BEGIN EXTRACTED DATA
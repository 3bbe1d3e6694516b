use std::collections::BTreeSet;

use serde::{Deserialize, Serialize};

use crate::model::ids::ItemId;

/// Distinct items finished within one activity.
///
/// Survives leaving the activity; only an explicit fresh run clears it.
#[derive(Debug, Clone, PartialEq, Eq, Serialize, Deserialize)]
pub struct ActivityProgress {
    completed: BTreeSet<ItemId>,
    required: usize,
}

impl ActivityProgress {
    #[must_use]
    pub fn new(required: usize) -> Self {
        Self {
            completed: BTreeSet::new(),
            required,
        }
    }

    /// Records an item. Returns `false` if it was already present.
    pub fn insert(&mut self, item: ItemId) -> bool {
        self.completed.insert(item)
    }

    #[must_use]
    pub fn contains(&self, item: &ItemId) -> bool {
        self.completed.contains(item)
    }

    #[must_use]
    pub fn completed(&self) -> &BTreeSet<ItemId> {
        &self.completed
    }

    #[must_use]
    pub fn count(&self) -> usize {
        self.completed.len()
    }

    #[must_use]
    pub fn required(&self) -> usize {
        self.required
    }

    #[must_use]
    pub fn is_complete(&self) -> bool {
        self.completed.len() >= self.required
    }

    pub fn reset(&mut self) {
        self.completed.clear();
    }
}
END EXTRACTED DATA
▶ _EXERCISE_: Using the material, count the lines where the word "contains" appears. Give the number by itself.

▶ _EXERCISE SOLUTION_: 2